§ **DATASET EXCERPTS**:
//! Error types for simulation setup
//!
//! Per-tick simulation never fails: sensor misses return a sentinel, throttles
//! are clamped and teardown is idempotent. Only setup can be rejected.

use thiserror::Error;

/// Errors raised while building terrain, validating configuration or
/// spawning landers.
#[derive(Debug, Error, PartialEq)]
pub enum LanderError {
    /// Terrain needs at least two break points to form a surface.
    #[error("terrain needs at least 2 break points, got {0}")]
    TooFewBreaks(usize),

    /// Screen dimensions must be positive and finite.
    #[error("invalid screen dimensions {width}x{height}")]
    InvalidDimensions { width: f32, height: f32 },

    /// Controller does not match the lander's sensor/thruster shape.
    #[error(
        "controller shape {inputs}->{outputs} does not match lander shape {expected_inputs}->{expected_outputs}"
    )]
    ControllerShape {
        expected_inputs: usize,
        expected_outputs: usize,
        inputs: usize,
        outputs: usize,
    },

    /// A configuration value is out of range.
    #[error("invalid configuration: {0}")]
    InvalidConfig(&'static str),
}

§ **DESCRIPTION OF THE TASK**:
Return only the number of lines in the data above that include the word "height".

§ **WRITTEN ANSWER**:
2